Un certain nombre d’élèves propose immédiatement d’utiliser le système de carroyage ou quadrillage réinventé au cours de la séquence précédente. L’enseignant les laisse faire, cependant il apporte un globe terrestre qu’il installe sur son bureau ou si cela est possible, un globe pour chaque groupe, ou, à défaut, un ballon de baudruche gonflé de telle manière que la feuille de papier en couvrira à peu près la surface entière.

Et c’est ici qu’il y a problème : d’une part la feuille de papier ne peut pas couvrir toute la surface du ballon sans que les élèves la déchirent et donc détruisent le système qu’ils avaient précédemment réinventé. Et d’autre part, on peut les déranger en leur demander ce qu’il advient de leur système si le vaisseau extraterrestre est justement tombé dans une de ces zones non-recouvertes ?

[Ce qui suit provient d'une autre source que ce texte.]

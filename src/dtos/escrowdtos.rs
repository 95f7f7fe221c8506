use bigdecimal::BigDecimal;
use chrono::{DateTime, Utc};
use serde::{Deserialize, Serialize};
use uuid::Uuid;
use validator::Validate;

use crate::{
    models::{
        escrowmodel::{DisputeResolution, Escrow},
        milestonemodel::{Milestone, NewMilestone},
    },
    service::payment_provider::PaymentProof,
};

//Milestone DTOs
#[derive(Debug, Serialize, Deserialize, Validate)]
pub struct CreateMilestoneDto {
    pub workspace_id: Uuid,

    pub client_id: Uuid,

    #[validate(length(min = 1, max = 200, message = "Title must be between 1 and 200 characters"))]
    pub title: String,

    #[validate(length(max = 5000, message = "Description cannot exceed 5000 characters"))]
    #[serde(default)]
    pub description: String,

    pub amount: BigDecimal,

    #[validate(length(equal = 3, message = "Currency must be a 3-letter ISO code"))]
    pub currency: String,

    pub due_date: DateTime<Utc>,

    pub payment_due_date: Option<DateTime<Utc>>,

    #[validate(length(min = 1, message = "Payout recipient cannot be empty"))]
    pub payout_recipient: Option<String>,

    #[serde(default)]
    pub submit_for_approval: bool,
}

impl From<CreateMilestoneDto> for NewMilestone {
    fn from(dto: CreateMilestoneDto) -> Self {
        NewMilestone {
            workspace_id: dto.workspace_id,
            client_id: dto.client_id,
            title: dto.title,
            description: dto.description,
            amount: dto.amount,
            currency: dto.currency,
            due_date: dto.due_date,
            payment_due_date: dto.payment_due_date,
            payout_recipient: dto.payout_recipient,
            submit_for_approval: dto.submit_for_approval,
        }
    }
}

#[derive(Debug, Serialize, Deserialize, Validate)]
pub struct SubmitDeliverableDto {
    #[validate(length(min = 1, max = 5000, message = "Submission notes must be between 1 and 5000 characters"))]
    pub notes: String,

    #[serde(default)]
    pub attachments: Vec<String>,
}

#[derive(Debug, Serialize, Deserialize, Validate)]
pub struct ReviewMilestoneDto {
    pub approve: bool,

    #[validate(length(max = 2000, message = "Review notes cannot exceed 2000 characters"))]
    pub notes: Option<String>,
}

#[derive(Debug, Serialize, Deserialize)]
pub struct MilestoneDetailsDto {
    pub milestone: Milestone,
    pub escrow: Option<Escrow>,
}

//Escrow DTOs
#[derive(Debug, Serialize, Deserialize, Validate, Default)]
pub struct InitiateFundingDto {
    #[validate(email(message = "Invalid email address"))]
    pub customer_email: Option<String>,
}

#[derive(Debug, Serialize, Deserialize, Validate)]
pub struct FundEscrowDto {
    #[validate(length(min = 1, message = "Order id is required"))]
    pub order_id: String,
}

impl From<FundEscrowDto> for PaymentProof {
    fn from(dto: FundEscrowDto) -> Self {
        PaymentProof { order_id: dto.order_id }
    }
}

/// Paystack webhook envelope. Only the fields the escrow flow reads.
#[derive(Debug, Deserialize)]
pub struct PaymentWebhookEvent {
    pub event: String,
    #[serde(default)]
    pub data: PaymentWebhookData,
}

#[derive(Debug, Deserialize, Default)]
pub struct PaymentWebhookData {
    pub reference: Option<String>,
}

#[derive(Debug, Serialize, Deserialize, Validate, Default)]
pub struct ReleaseFundsDto {
    #[validate(length(max = 500, message = "Release reason cannot exceed 500 characters"))]
    pub reason: Option<String>,
}

#[derive(Debug, Serialize, Deserialize, Validate)]
pub struct RaiseDisputeDto {
    #[validate(length(min = 1, max = 2000, message = "Dispute reason must be between 1 and 2000 characters"))]
    pub reason: String,
}

#[derive(Debug, Serialize, Deserialize, Validate)]
pub struct ResolveDisputeDto {
    pub resolution: DisputeResolution,

    #[validate(length(max = 2000, message = "Resolution notes cannot exceed 2000 characters"))]
    pub notes: Option<String>,
}

#[derive(Debug, Serialize, Deserialize)]
pub struct ApiResponse<T> {
    pub status: String,
    pub message: String,
    pub data: Option<T>,
}

impl<T> ApiResponse<T> {
    pub fn success(message: &str, data: T) -> Self {
        Self {
            status: "success".to_string(),
            message: message.to_string(),
            data: Some(data),
        }
    }
}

Les groupes retournent au travail et cherchent une solution. Notons que si les élèves font un cylindre, ils sont en train de réinventer la projection cylindrique. Soit leur axe horizontal peut à-peu-près se confondre avec l’Équateur, soit en repliant les extrémités du cylindre vers les pôles, certains peuvent imaginer que les lignes verticales s’incurvent et se rejoignent aux pôles. Mais, il s’agit en général d’une exploration qui ne leur permet pas de trouver une solution. Afin d’aider les élèves à faire le saut conceptuel, il n’est pas inutile que l’enseignant ait apporté un melon pour chaque groupe ou, si la saison ne s’y prête pas, des oranges qu’il pèlera, afin que les élèves puissent découvrir les lignes qui délimitent les « quartiers » de ces deux fruits.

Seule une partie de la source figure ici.